Bien que la visite demeure impressionnante et riche d'enseignements, les catophiles, comme sont surnommés les passionnés des carrières et des catacombes, préfèrent emprunter les chemins de traverse. Ces circuits non touristiques sont nombreux... mais dangereux. En témoigne l'expérience, en juin dernier, de deux adolescents qui se sont aventurés et perdus dans le dédale des souterrains avant d'être retrouvés indemnes trois jours plus tard. Ce type de faits divers n'est pas rare puisque les catacombes ont toujours fasciné depuis leur création. Entre rites sataniques, murs graffés, fêtes clandestines et autres divertissements illégaux, la tentation de franchir l'interdit en attire plus d'un.

Les raisons de se plonger dans le Paris des morts sont légion. Yohan*, un catophile confirmé, préfère mettre en garde l'âme aventurière qui sommeille en certains de nous. "Si vous ne connaissez pas quelqu'un dans votre entourage qui peut vous guider là-dessous, oubliez. C'est peine perdue et votre expérience risquerait de très mal se terminer. Les vrais catophiles ne donnent pas d'indication aux touristes qu'ils ne connaissent pas."

Il aborde aussi quelques petites perles, comme un ancien bunker allemand, une brasserie datant des années 60 ou encore une salle où un château d'un mètre de haut a été sculpté dans la pierre par des artistes. "Il existe bel et bien des lieux hors du temps, sous l'asphalte. Le Château (photo d'illustration de cette partie), La Plage, la salle Z ou encore le bunker allemand aménagé pendant la seconde Guerre Mondiale sous le lycée Montaigne sont de ceux-là. Ils se méritent et sont majoritairement difficiles d'accès."

La plage des catacombes et sa fameuse vague.  Située sous la rue du Père Corentin, elle est connue pour ses nombreuses soirées clandestines.

La plage des catacombes et sa fameuse vague.  Située sous la rue du Père Corentin, elle est connue pour ses nombreuses soirées clandestines.

Il faudra en effet ramper, se baigner dans des eaux croupies, accepter la compagnie indélicate des rats et endurer une marche de plusieurs heures dans des couloirs et tunnels dépourvus de toute lumière. "Un équipement bien spécifique est à prévoir.

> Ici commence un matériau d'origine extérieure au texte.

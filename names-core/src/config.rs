//! Generation settings shared by the orchestrator and the sampler.

use serde::{Deserialize, Serialize};

/// Longest name any [`LengthBounds`] allows, in characters.
pub const MAX_NAME_LENGTH: usize = 64;

/// Inclusive length range for a generated name, in characters.
///
/// # Invariants
/// - `min >= 1`
/// - `max >= min`
/// - `max <= MAX_NAME_LENGTH`
#[derive(Serialize, Deserialize, Clone, Copy, Debug, PartialEq, Eq)]
#[serde(from = "RawBounds")]
pub struct LengthBounds {
	min: usize,
	max: usize,
}

#[derive(Deserialize)]
struct RawBounds {
	min: usize,
	max: usize,
}

impl From<RawBounds> for LengthBounds {
	fn from(raw: RawBounds) -> Self {
		Self::new(raw.min, raw.max)
	}
}

impl LengthBounds {
	/// Creates a range, clamping `min` to 1, `max` to at least `min` and both
	/// to at most [`MAX_NAME_LENGTH`].
	pub const fn new(min: usize, max: usize) -> Self {
		let min = if min == 0 { 1 } else if min > MAX_NAME_LENGTH { MAX_NAME_LENGTH } else { min };
		let max = if max < min { min } else if max > MAX_NAME_LENGTH { MAX_NAME_LENGTH } else { max };
		Self { min, max }
	}

	pub fn min(&self) -> usize {
		self.min
	}

	pub fn max(&self) -> usize {
		self.max
	}

	/// Returns `true` if a name of `len` characters fits the range.
	pub fn contains(&self, len: usize) -> bool {
		(self.min..=self.max).contains(&len)
	}
}

/// Per-call overrides for first-name and surname generation.
///
/// `None` fields fall back to the generator's [`GeneratorConfig`].
#[derive(Deserialize, Clone, Copy, Debug, Default, PartialEq)]
pub struct NameOptions {
	pub min_length: Option<usize>,
	pub max_length: Option<usize>,
	pub order: Option<usize>,
}

impl NameOptions {
	/// Resolves the caller's bounds against `defaults`.
	pub fn bounds_or(&self, defaults: LengthBounds) -> LengthBounds {
		LengthBounds::new(
			self.min_length.unwrap_or(defaults.min()),
			self.max_length.unwrap_or(defaults.max()),
		)
	}

	/// Resolves the model order, never below 1.
	pub fn order_or(&self, default: usize) -> usize {
		self.order.unwrap_or(default).max(1)
	}
}

/// Configuration of a [`NameGenerator`](crate::generator::NameGenerator).
///
/// All fields have defaults matching the built-in archetype catalog, so a
/// partial document (for example `{ "order": 2 }`) deserializes cleanly.
#[derive(Serialize, Deserialize, Clone, Debug, PartialEq)]
#[serde(default)]
pub struct GeneratorConfig {
	/// Bounds used when the archetype defines none.
	pub default_bounds: LengthBounds,
	/// Bounds used for surnames.
	pub surname_bounds: LengthBounds,
	/// Context width of the transition model.
	pub order: usize,
	/// Model walks tried by the sampler before fallback synthesis.
	pub sample_attempts: usize,
	/// Sampling budget per requested name.
	pub attempts_per_name: usize,
	/// Overlap ratio above which a candidate is rejected.
	pub similarity_threshold: f64,
}

impl Default for GeneratorConfig {
	fn default() -> Self {
		Self {
			default_bounds: LengthBounds::new(3, 10),
			surname_bounds: LengthBounds::new(4, 8),
			order: 1,
			sample_attempts: 5,
			attempts_per_name: 10,
			similarity_threshold: 0.7,
		}
	}
}

impl GeneratorConfig {
	/// Set the model order (at least 1).
	pub fn with_order(mut self, order: usize) -> Self {
		self.order = order.max(1);
		self
	}

	/// Set the default first-name bounds.
	pub fn with_default_bounds(mut self, bounds: LengthBounds) -> Self {
		self.default_bounds = bounds;
		self
	}

	/// Set the surname bounds.
	pub fn with_surname_bounds(mut self, bounds: LengthBounds) -> Self {
		self.surname_bounds = bounds;
		self
	}

	/// Set the sampler retry budget.
	pub fn with_sample_attempts(mut self, attempts: usize) -> Self {
		self.sample_attempts = attempts;
		self
	}

	/// Set the per-name sampling budget (at least 1).
	pub fn with_attempts_per_name(mut self, attempts: usize) -> Self {
		self.attempts_per_name = attempts.max(1);
		self
	}

	/// Set the similarity threshold (clamped to 0.0..=1.0).
	pub fn with_similarity_threshold(mut self, threshold: f64) -> Self {
		self.similarity_threshold = threshold.clamp(0.0, 1.0);
		self
	}
}

#[cfg(test)]
mod tests {
	use super::*;

	#[test]
	fn bounds_are_clamped() {
		let b = LengthBounds::new(0, 0);
		assert_eq!((b.min(), b.max()), (1, 1));
		let b = LengthBounds::new(6, 3);
		assert_eq!((b.min(), b.max()), (6, 6));
		assert!(LengthBounds::new(3, 6).contains(6));
		assert!(!LengthBounds::new(3, 6).contains(2));
	}

	#[test]
	fn bounds_are_capped() {
		let b = LengthBounds::new(20_000_000, 20_000_000);
		assert_eq!((b.min(), b.max()), (MAX_NAME_LENGTH, MAX_NAME_LENGTH));
		let b = LengthBounds::new(4, usize::MAX);
		assert_eq!((b.min(), b.max()), (4, MAX_NAME_LENGTH));

		let opts = NameOptions { min_length: Some(1_000), max_length: Some(2_000), order: None };
		assert_eq!(opts.bounds_or(LengthBounds::new(3, 10)).max(), MAX_NAME_LENGTH);
	}

	#[test]
	fn default_config() {
		let cfg = GeneratorConfig::default();
		assert_eq!(cfg.default_bounds, LengthBounds::new(3, 10));
		assert_eq!(cfg.surname_bounds, LengthBounds::new(4, 8));
		assert_eq!(cfg.order, 1);
		assert_eq!(cfg.sample_attempts, 5);
		assert_eq!(cfg.attempts_per_name, 10);
	}

	#[test]
	fn builder_methods_clamp() {
		let cfg = GeneratorConfig::default()
			.with_order(0)
			.with_attempts_per_name(0)
			.with_similarity_threshold(3.0);
		assert_eq!(cfg.order, 1);
		assert_eq!(cfg.attempts_per_name, 1);
		assert_eq!(cfg.similarity_threshold, 1.0);
	}

	#[test]
	fn options_resolve_against_defaults() {
		let opts = NameOptions { min_length: Some(5), max_length: None, order: Some(0) };
		let b = opts.bounds_or(LengthBounds::new(3, 10));
		assert_eq!((b.min(), b.max()), (5, 10));
		assert_eq!(opts.order_or(2), 1);
		assert_eq!(NameOptions::default().order_or(2), 2);
	}
}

Il faut être préparé avant de se lancer, sinon la situation pourrait vite dégénérer", termine notre amoureux des carrières parisiennes.

SOURCES:

  1. Site internet des Catacombes de Paris: http://www.catacombes.paris.fr/

  2. Article de Paris Mag, Catacombes, accès interdits, 25 juin 2015: https://www.parismag.fr/catacombes-entr%C3%A9es-acc%C3%A8s-interdits/

  3. Gilles Thomas, Les Catacombes: Histoire du Paris souterrain, Éditions : Le Passage, 2015.

  4. Gilles Thomas, Atlas du Paris souterrain : la doublure sombre de la ville lumière, Éditions Parigramme, 2001.

  5. Jacques Hillairet, Les 200 cimetières du vieux Paris, Les Éditions de minuit, 1958.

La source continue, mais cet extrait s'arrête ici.